Finanziò corso in turismo equestre per corruzione, multato assessore PD

Molti, tra voi lettori, avranno sicuramente sentito (speriamo invece di non averci avuto nulla a che fare) di corsi di formazione o specializzazione professionale abbastanza “costosi”.

Iscrizioni legate all’acquisto di questo o quel prodotto (una enciclopedia, per esempio), tariffe gonfiate, promozioni fasulle, per non parlare dei casi più gravi quali richiesta di prestazioni sessuali o non validità del certificato di frequenza.

Ebbene, in questo post vi segnaliamo il capolinea di una “avventura” malfattrice per conto di un ex assessore del Partito Democratico (del quale, per riservatezza, non riportiamo il nome).

Un corso di turismo equestre, promosso alcuni anni fa dall’assessorato provinciale dell’agricoltura con il sostegno dell’allora dirigente del Fondo Sociale Europeo Barbara Repetto, aveva ricevuto un cospicuo finanziamento di alcune decine di migliaia di euro.
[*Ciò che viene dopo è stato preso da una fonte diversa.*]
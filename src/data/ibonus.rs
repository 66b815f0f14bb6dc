//! Equipment bonus rules ("ibonuses"): stat bonuses granted by combinations
//! of equipped gear on particular ships.

use std::ops::{Add, AddAssign, Mul};

use serde::{Deserialize, Serialize};

use crate::data::filter::GearFilter;
use crate::data::gear::MasterGear;
use crate::data::ship::{MasterShip, ShipType};

#[derive(Debug, Clone, PartialEq, Serialize, Deserialize)]
#[serde(tag = "kind", rename_all = "snake_case")]
pub enum BonusCondition {
    Always,
    All { conditions: Vec<BonusCondition> },
    Any { conditions: Vec<BonusCondition> },
    Not { condition: Box<BonusCondition> },
    ShipId { ship_ids: Vec<u16> },
    ShipClass { classes: Vec<u16> },
    ShipType { types: Vec<ShipType> },
    GearCount { filter: GearFilter, at_least: usize },
}

impl BonusCondition {
    pub fn evaluate(&self, ship: &MasterShip, gears: &[(&MasterGear, u8)]) -> bool {
        match self {
            Self::Always => true,
            Self::All { conditions } => conditions.iter().all(|c| c.evaluate(ship, gears)),
            Self::Any { conditions } => conditions.iter().any(|c| c.evaluate(ship, gears)),
            Self::Not { condition } => !condition.evaluate(ship, gears),
            Self::ShipId { ship_ids } => ship_ids.contains(&ship.ship_id),
            Self::ShipClass { classes } => classes.contains(&ship.ship_class),
            Self::ShipType { types } => types.contains(&ship.ship_type),
            Self::GearCount { filter, at_least } => {
                filter.count(gears.iter().copied()) >= *at_least
            }
        }
    }

    pub fn referenced_gear_ids(&self) -> Vec<u16> {
        match self {
            Self::All { conditions } | Self::Any { conditions } => conditions
                .iter()
                .flat_map(BonusCondition::referenced_gear_ids)
                .collect(),
            Self::Not { condition } => condition.referenced_gear_ids(),
            Self::GearCount { filter, .. } => filter.referenced_gear_ids(),
            Self::Always | Self::ShipId { .. } | Self::ShipClass { .. } | Self::ShipType { .. } => {
                Vec::new()
            }
        }
    }
}

/// Flat stat deltas. `speed` is in game speed units (5 = one rank).
#[derive(Debug, Clone, Copy, Default, PartialEq, Eq, Hash, Serialize, Deserialize)]
#[serde(default)]
pub struct StatBonus {
    pub firepower: i32,
    pub torpedo: i32,
    pub anti_air: i32,
    pub armor: i32,
    pub evasion: i32,
    pub asw: i32,
    pub los: i32,
    pub accuracy: i32,
    pub bombing: i32,
    pub range: i32,
    pub speed: i32,
}

impl StatBonus {
    pub fn is_zero(&self) -> bool {
        *self == Self::default()
    }
}

impl Add for StatBonus {
    type Output = Self;

    fn add(self, rhs: Self) -> Self {
        Self {
            firepower: self.firepower + rhs.firepower,
            torpedo: self.torpedo + rhs.torpedo,
            anti_air: self.anti_air + rhs.anti_air,
            armor: self.armor + rhs.armor,
            evasion: self.evasion + rhs.evasion,
            asw: self.asw + rhs.asw,
            los: self.los + rhs.los,
            accuracy: self.accuracy + rhs.accuracy,
            bombing: self.bombing + rhs.bombing,
            range: self.range + rhs.range,
            speed: self.speed + rhs.speed,
        }
    }
}

impl AddAssign for StatBonus {
    fn add_assign(&mut self, rhs: Self) {
        *self = *self + rhs;
    }
}

impl Mul<i32> for StatBonus {
    type Output = Self;

    fn mul(self, n: i32) -> Self {
        Self {
            firepower: self.firepower * n,
            torpedo: self.torpedo * n,
            anti_air: self.anti_air * n,
            armor: self.armor * n,
            evasion: self.evasion * n,
            asw: self.asw * n,
            los: self.los * n,
            accuracy: self.accuracy * n,
            bombing: self.bombing * n,
            range: self.range * n,
            speed: self.speed * n,
        }
    }
}

#[derive(Debug, Clone, PartialEq, Serialize, Deserialize)]
pub struct EquipmentBonusRule {
    pub condition: BonusCondition,
    /// When set, the bonus is granted once per gear matching this filter.
    #[serde(default)]
    pub per_gear: Option<GearFilter>,
    pub bonus: StatBonus,
}

impl EquipmentBonusRule {
    pub fn bonus_for(&self, ship: &MasterShip, gears: &[(&MasterGear, u8)]) -> Option<StatBonus> {
        if !self.condition.evaluate(ship, gears) {
            return None;
        }
        match &self.per_gear {
            Some(filter) => {
                let count = filter.count(gears.iter().copied());
                if count == 0 {
                    None
                } else {
                    Some(self.bonus * count as i32)
                }
            }
            None => Some(self.bonus),
        }
    }

    pub fn referenced_gear_ids(&self) -> Vec<u16> {
        let mut ids = self.condition.referenced_gear_ids();
        if let Some(filter) = &self.per_gear {
            ids.extend(filter.referenced_gear_ids());
        }
        ids
    }
}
Ebbene quel corso in turismo equestre non avrebbe dovuto essere attivato per via della mancanza di alunni iscritti, ma l’amministrazione lo fece iniziare comunque intascando il finanziamento da parte del PD. Ormai lo avrete capito: il finanziamento consisteva in quella che in gergo siamo soliti chiamare “mazzetta”.

Risultato: l’ex assessore PD è stato condannato in questi giorni ad una multa di 48 mila euro per danno erariale, la Repetto ha rinunciato allo scranno per sentenza della Cassazione, ed il Corso per tecnici d’azienda per lo sport ed il turismo equestre, questo il suo titolo completo, s’è risolto con un buco nell’acqua. Formazione e politica, quanti intrighi!